The smiling business man in tailored, neutral clothes who always had his phone held up to his ear.  Yet it seemed as though he was sharing rather than conducting business – not single-mindedly focused on his conversation, but definitely was vested in whomever it was on the other end.  Just what was it that had made him put on socks that morning which were black with startlingly bright, multi-colored triangles all over them?  (I could glimpse them as he walked.)  They did not match the rest of his ensemble.  Were they a conscious decision to declare some kind of impish freedom from the expected?  A deliberate note of whimsy in an otherwise serious environment?  Colorblindness?  Some devilish prank by a wife who lays out her husband’s attire?  For whatever reason, it was glorious.

The somewhat scruffy, nerf-herder looking young man who was swiftly guiding an aging, lumpy but engaged one-legged woman in a wheelchair across the Mall rotunda.  He wasn’t pushing the wheelchair, he was trotting next to it, propelling it from the armrest.  He wasn’t running, he wasn’t even rushing, but they were definitely both booking it, like a sleek sculling shell cutting through water.  Both had smiles on their faces.  Not wacky, crazed smiles, but “gosh, this is fun” smiles.  I like to think that the woman was the younger man’s mother, I just got that vibe.  And it was glorious.

The young girl pulling at her daddy’s hand as she fairly skipped towards the Barbie Playhouse exhibit.  Her eyes were shining and she was excited.  We made eye contact, and she gave me a gorgeous smile.  This was not a child who was projecting herself onto an unbelievable plastic ideal – this was a little girl who was simply going to see a full sized Barbie playhouse, and she was stoked!  She was not processed, she was not emasculated, she was not living out a fantasy, nor was she a sad amalgam of grown up pressures and unrealistic expectations – she was going to have fun!  And she was glorious.
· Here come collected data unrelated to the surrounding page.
//! PCA9685 register map and timing constants.
//!
//! Register addresses and bit positions follow the NXP PCA9685 datasheet.
//! Each of the 16 LED outputs has a 4-register block (ON low/high, OFF
//! low/high) starting at [`LED0_ON_L`] and spaced [`CHANNEL_STRIDE`]
//! registers apart.

// ---------------------------------------------------------------------------
// Control registers
// ---------------------------------------------------------------------------

/// Mode register 1: restart, sleep, and addressing bits.
pub const MODE1: u8 = 0x00;

/// Mode register 2: output driver configuration.
pub const MODE2: u8 = 0x01;

/// Oscillator prescaler. Writable only while the SLEEP bit is set.
pub const PRESCALE: u8 = 0xFE;

/// First register of channel 0's ON/OFF block.
pub const LED0_ON_L: u8 = 0x06;

/// Register stride between consecutive channel blocks.
pub const CHANNEL_STRIDE: u8 = 4;

// ---------------------------------------------------------------------------
// Mode register bits
// ---------------------------------------------------------------------------

/// MODE1 bit: low-power mode, oscillator off.
pub const MODE1_SLEEP: u8 = 0x10;

/// MODE1 bit: restart all channels from their programmed state.
pub const MODE1_RESTART: u8 = 0x80;

/// MODE2 bit: totem-pole output drive (rather than open-drain).
pub const MODE2_OUTDRV: u8 = 0x04;

// ---------------------------------------------------------------------------
// Chip characteristics
// ---------------------------------------------------------------------------

/// Internal oscillator frequency in Hz.
pub const OSC_CLOCK_HZ: f32 = 25_000_000.0;

/// Tick resolution of one PWM period. Fixed regardless of frequency.
pub const RESOLUTION: u16 = 4096;

/// Number of independent PWM output channels.
pub const CHANNEL_COUNT: u8 = 16;

/// Default 7-bit I2C address (all address pins low).
pub const DEFAULT_ADDRESS: u8 = 0x40;

/// Smallest prescale value the chip accepts. Together with the fixed
/// oscillator this caps the output frequency at roughly 1526 Hz.
pub const PRESCALE_MIN: u8 = 3;

/// Settle time after waking the oscillator, before setting the restart
/// bit. The datasheet requires at least 500µs; 5ms is used throughout.
pub const OSC_SETTLE_US: u32 = 5_000;

// ---------------------------------------------------------------------------
// Bus scan range
// ---------------------------------------------------------------------------

/// First 7-bit address probed by a bus scan (below are reserved).
pub const SCAN_FIRST_ADDRESS: u8 = 0x03;

/// Last 7-bit address probed by a bus scan (above are reserved).
pub const SCAN_LAST_ADDRESS: u8 = 0x77;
The frazzled yet incredibly friendly Lego salesperson who literally cooed when I brought a miniature Lego X-wing fighter up to her counter to purchase (shhh… it’s a little surprise for my 24 year old son:  he’s been a Lego lover forever and a big Star Wars fan, as well).  The older lady in Macy’s with the hair dyed jet black, the shiny black patent leather sandals and the black and white flippy dress cinched tight around her waist who was doing a pretty good pushback against advancing age, but losing the battle nonetheless.  The two tattooed and hip (not hipster – hip) sales associates in Ragstock who laughed and joked back at me about their attempts to wrestle a skirt onto a pale, unyielding mannequin.
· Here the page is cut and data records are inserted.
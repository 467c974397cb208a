//! On-disk layout of NovelCast data directories.
//!
//! All paths are derived from a single data root:
//!
//! ```text
//! <root>/out_text/<collection>/<chapter>.txt
//! <root>/out_mp3/<collection>/<chapter>.mp3 (+ optional .srt)
//! <root>/out_mp3_merge/<collection>/<track>.mp3
//! <root>/out_mp4/<collection>/<track>.mp4
//! <root>/images/<collection>.{jpg,jpeg,png}
//! ```

use std::path::{Path, PathBuf};

/// Cover image extensions, probed in order.
pub const COVER_EXTENSIONS: &[&str] = &["jpg", "jpeg", "png"];

/// Chapter text file extension.
pub const TEXT_EXT: &str = "txt";
/// Produced audio file extension.
pub const AUDIO_EXT: &str = "mp3";
/// Produced subtitle file extension.
pub const SUBTITLE_EXT: &str = "srt";
/// Produced video file extension.
pub const VIDEO_EXT: &str = "mp4";

/// Environment variable overriding the default data root.
pub const DATA_ROOT_ENV: &str = "NCAST_DATA_ROOT";

/// Resolver for every path the pipelines read or write.
#[derive(Debug, Clone)]
pub struct DataLayout {
    root: PathBuf,
}

impl DataLayout {
    /// Create a layout rooted at `root`.
    pub fn new(root: impl AsRef<Path>) -> Self {
        Self {
            root: root.as_ref().to_path_buf(),
        }
    }

    /// Create a layout from `NCAST_DATA_ROOT`, defaulting to `./data`.
    pub fn from_env() -> Self {
        let root = std::env::var(DATA_ROOT_ENV).unwrap_or_else(|_| "data".to_string());
        Self::new(root)
    }

    /// The data root directory.
    pub fn root(&self) -> &Path {
        &self.root
    }

    /// Root of chapter text inputs, one subdirectory per collection.
    pub fn text_root(&self) -> PathBuf {
        self.root.join("out_text")
    }

    /// Root of produced chapter audio, one subdirectory per collection.
    pub fn audio_root(&self) -> PathBuf {
        self.root.join("out_mp3")
    }

    /// Root of pre-merged per-collection audio tracks.
    pub fn merged_root(&self) -> PathBuf {
        self.root.join("out_mp3_merge")
    }

    /// Root of produced videos, one subdirectory per collection.
    pub fn video_root(&self) -> PathBuf {
        self.root.join("out_mp4")
    }

    /// Directory holding cover images, one per collection.
    pub fn images_root(&self) -> PathBuf {
        self.root.join("images")
    }

    /// Text input directory of one collection.
    pub fn chapter_text_dir(&self, collection: &str) -> PathBuf {
        self.text_root().join(collection)
    }

    /// Audio output directory of one collection.
    pub fn chapter_audio_dir(&self, collection: &str) -> PathBuf {
        self.audio_root().join(collection)
    }

    /// Merged audio directory of one collection.
    pub fn merged_audio_dir(&self, collection: &str) -> PathBuf {
        self.merged_root().join(collection)
    }

    /// Video output directory of one collection.
    pub fn video_dir(&self, collection: &str) -> PathBuf {
        self.video_root().join(collection)
    }

    /// Locate the cover image for a collection by probing each supported
    /// extension against the collection name, returning the first match.
    pub fn find_cover(&self, collection: &str) -> Option<PathBuf> {
        let images = self.images_root();
        COVER_EXTENSIONS
            .iter()
            .map(|ext| images.join(format!("{collection}.{ext}")))
            .find(|candidate| candidate.exists())
    }
}

#[cfg(test)]
mod tests {
    use super::*;
    use tempfile::TempDir;

    #[test]
    fn paths_follow_the_fixed_layout() {
        let layout = DataLayout::new("/srv/ncast/data");

        assert_eq!(
            layout.chapter_text_dir("bleak-house"),
            PathBuf::from("/srv/ncast/data/out_text/bleak-house")
        );
        assert_eq!(
            layout.chapter_audio_dir("bleak-house"),
            PathBuf::from("/srv/ncast/data/out_mp3/bleak-house")
        );
        assert_eq!(
            layout.merged_audio_dir("bleak-house"),
            PathBuf::from("/srv/ncast/data/out_mp3_merge/bleak-house")
        );
        assert_eq!(
            layout.video_dir("bleak-house"),
            PathBuf::from("/srv/ncast/data/out_mp4/bleak-house")
        );
    }

    #[test]
    fn find_cover_probes_extensions_in_order() {
        let dir = TempDir::new().unwrap();
        let layout = DataLayout::new(dir.path());
        let images = layout.images_root();
        std::fs::create_dir_all(&images).unwrap();

        std::fs::write(images.join("novel.png"), b"png").unwrap();
        std::fs::write(images.join("novel.jpg"), b"jpg").unwrap();

        // jpg wins over png because it is probed first
        let cover = layout.find_cover("novel").unwrap();
        assert_eq!(cover, images.join("novel.jpg"));
    }

    #[test]
    fn find_cover_returns_none_when_absent() {
        let dir = TempDir::new().unwrap();
        let layout = DataLayout::new(dir.path());
        std::fs::create_dir_all(layout.images_root()).unwrap();

        assert!(layout.find_cover("missing").is_none());
    }
}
It’s kind of funny, how things go.  This post actually started out in my head as a discussion about the sublimity of timing and chance, centering on James S. A. Corey’s Expanse novels:  its duology of authors, its being picked up for a television series from the SyFy channel, how Orbit books acquired a third trilogy in the series before the second trilogy had even been finished (the announcement of the additional volumes was released on the day the first book of the second trilogy dropped).  Don’t ask me what loopy logic brought me to this post instead, just know there was originally something in my head that linked those events with the thoughts I’ve presented here, but mercifully I’ve given up on trying to voice that linkage.  Maybe I’ll write about the Expanse and James S. A. Corey later, when I can give them their due.
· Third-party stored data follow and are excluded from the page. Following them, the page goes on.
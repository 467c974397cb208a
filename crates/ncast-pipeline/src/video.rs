//! Video pipeline: merged audio tracks plus cover images to videos.
//!
//! Unlike the speech pipeline, the first encoder failure aborts the
//! remaining batch; the error and the count processed so far surface
//! together in a [`BatchOutcome`].

use tokio::fs;
use tracing::{debug, info};

use ncast_media::fs_utils::{move_file, remove_dir_if_empty};
use ncast_media::{compose_still_video, FfmpegRunner};
use ncast_models::{sanitize_filename, DataLayout, VideoSettings, AUDIO_EXT, VIDEO_EXT};

use crate::discovery::{list_collections, stems_with_ext};
use crate::error::PipelineError;

/// Name of the scratch directory inside each collection's output directory.
const TEMP_DIR_NAME: &str = "tmp";

/// Items processed plus the first error, if any.
///
/// The count includes tracks skipped because their video already existed,
/// matching how operators read progress: "n of m accounted for".
#[derive(Debug)]
pub struct BatchOutcome {
    /// Tracks accounted for before the batch stopped.
    pub processed: usize,
    /// The error that stopped the batch, if it did not complete.
    pub error: Option<PipelineError>,
}

impl BatchOutcome {
    fn ok(processed: usize) -> Self {
        Self {
            processed,
            error: None,
        }
    }

    fn failed(processed: usize, error: PipelineError) -> Self {
        Self {
            processed,
            error: Some(error),
        }
    }

    /// Whether the batch completed without error.
    pub fn is_success(&self) -> bool {
        self.error.is_none()
    }
}

/// The audio-to-video batch pipeline.
pub struct VideoPipeline<'a> {
    layout: &'a DataLayout,
    settings: VideoSettings,
    runner: FfmpegRunner,
}

impl<'a> VideoPipeline<'a> {
    /// Create a pipeline over `layout` with default encoding settings.
    pub fn new(layout: &'a DataLayout) -> Self {
        Self::with_settings(layout, VideoSettings::default(), FfmpegRunner::new())
    }

    /// Create a pipeline with explicit settings and runner.
    pub fn with_settings(layout: &'a DataLayout, settings: VideoSettings, runner: FfmpegRunner) -> Self {
        Self {
            layout,
            settings,
            runner,
        }
    }

    /// Render every pending track of one collection.
    ///
    /// Never panics: prerequisite problems (missing cover, missing merged
    /// audio directory) come back as a zero-count outcome with an error.
    pub async fn process_collection(&self, collection: &str) -> BatchOutcome {
        let Some(cover) = self.layout.find_cover(collection) else {
            return BatchOutcome::failed(0, PipelineError::MissingCover(collection.to_string()));
        };

        let merge_dir = self.layout.merged_audio_dir(collection);
        if !merge_dir.is_dir() {
            return BatchOutcome::failed(0, PipelineError::MissingDirectory(merge_dir));
        }

        let tracks = match stems_with_ext(&merge_dir, AUDIO_EXT).await {
            Ok(tracks) => tracks,
            Err(e) => return BatchOutcome::failed(0, e.into()),
        };

        let out_dir = self.layout.video_dir(collection);
        let tmp_dir = out_dir.join(TEMP_DIR_NAME);
        let total = tracks.len();
        let mut processed = 0usize;

        for (stem, audio_path) in tracks {
            let safe_stem = sanitize_filename(&stem);
            let final_video = out_dir.join(format!("{safe_stem}.{VIDEO_EXT}"));

            if final_video.exists() {
                debug!("skipping rendered track {}/{}", collection, safe_stem);
                processed += 1;
                continue;
            }

            info!("rendering [{}/{}] {}/{}.{}", processed + 1, total, collection, safe_stem, VIDEO_EXT);

            if let Err(e) = fs::create_dir_all(&tmp_dir).await {
                return BatchOutcome::failed(processed, e.into());
            }
            let tmp_video = tmp_dir.join(format!("{safe_stem}.{VIDEO_EXT}"));

            let render = compose_still_video(&cover, &audio_path, &tmp_video, &self.settings, &self.runner).await;

            if let Err(e) = render {
                // first encoder failure aborts the remaining batch
                let _ = fs::remove_file(&tmp_video).await;
                remove_dir_if_empty(&tmp_dir).await;
                return BatchOutcome::failed(processed, e.into());
            }

            if let Err(e) = move_file(&tmp_video, &final_video).await {
                let _ = fs::remove_file(&tmp_video).await;
                remove_dir_if_empty(&tmp_dir).await;
                return BatchOutcome::failed(processed, e.into());
            }

            processed += 1;
            info!("rendered {}/{}.{}", collection, safe_stem, VIDEO_EXT);
        }

        remove_dir_if_empty(&tmp_dir).await;
        BatchOutcome::ok(processed)
    }

    /// Render pending tracks of every collection under the merged root,
    /// stopping at the first collection that errors.
    pub async fn process_all(&self) -> BatchOutcome {
        let merged_root = self.layout.merged_root();
        if !merged_root.is_dir() {
            return BatchOutcome::failed(0, PipelineError::MissingDirectory(merged_root));
        }

        let collections = match list_collections(&merged_root).await {
            Ok(collections) => collections,
            Err(e) => return BatchOutcome::failed(0, e.into()),
        };

        let mut total = 0usize;
        for collection in collections {
            info!("processing collection {collection}");
            let outcome = self.process_collection(collection.name()).await;
            total += outcome.processed;

            if let Some(error) = outcome.error {
                return BatchOutcome::failed(total, error);
            }
            info!("collection {} complete, {} tracks accounted for", collection, outcome.processed);
        }

        BatchOutcome::ok(total)
    }

}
So in the end, there’s not much point to this Gimbling other than to perhaps give a nod to taking the time to look around you and really seeing whatever it is that presents itself to you, which is a pretty nice notion in and of itself.  Not so much stopping to smell the roses, nor seeing things for what they really are; more allowing yourself to see things in and of themselves, rather than always trying to equate them to some larger metric, meme, or meaning.  As I was reminded while wandering around in one of the largest commercial indoor malls in the world, appreciating a moment in the moment for nothing but that moment can be highly entertaining.  And often, very often, it’s just plain glorious.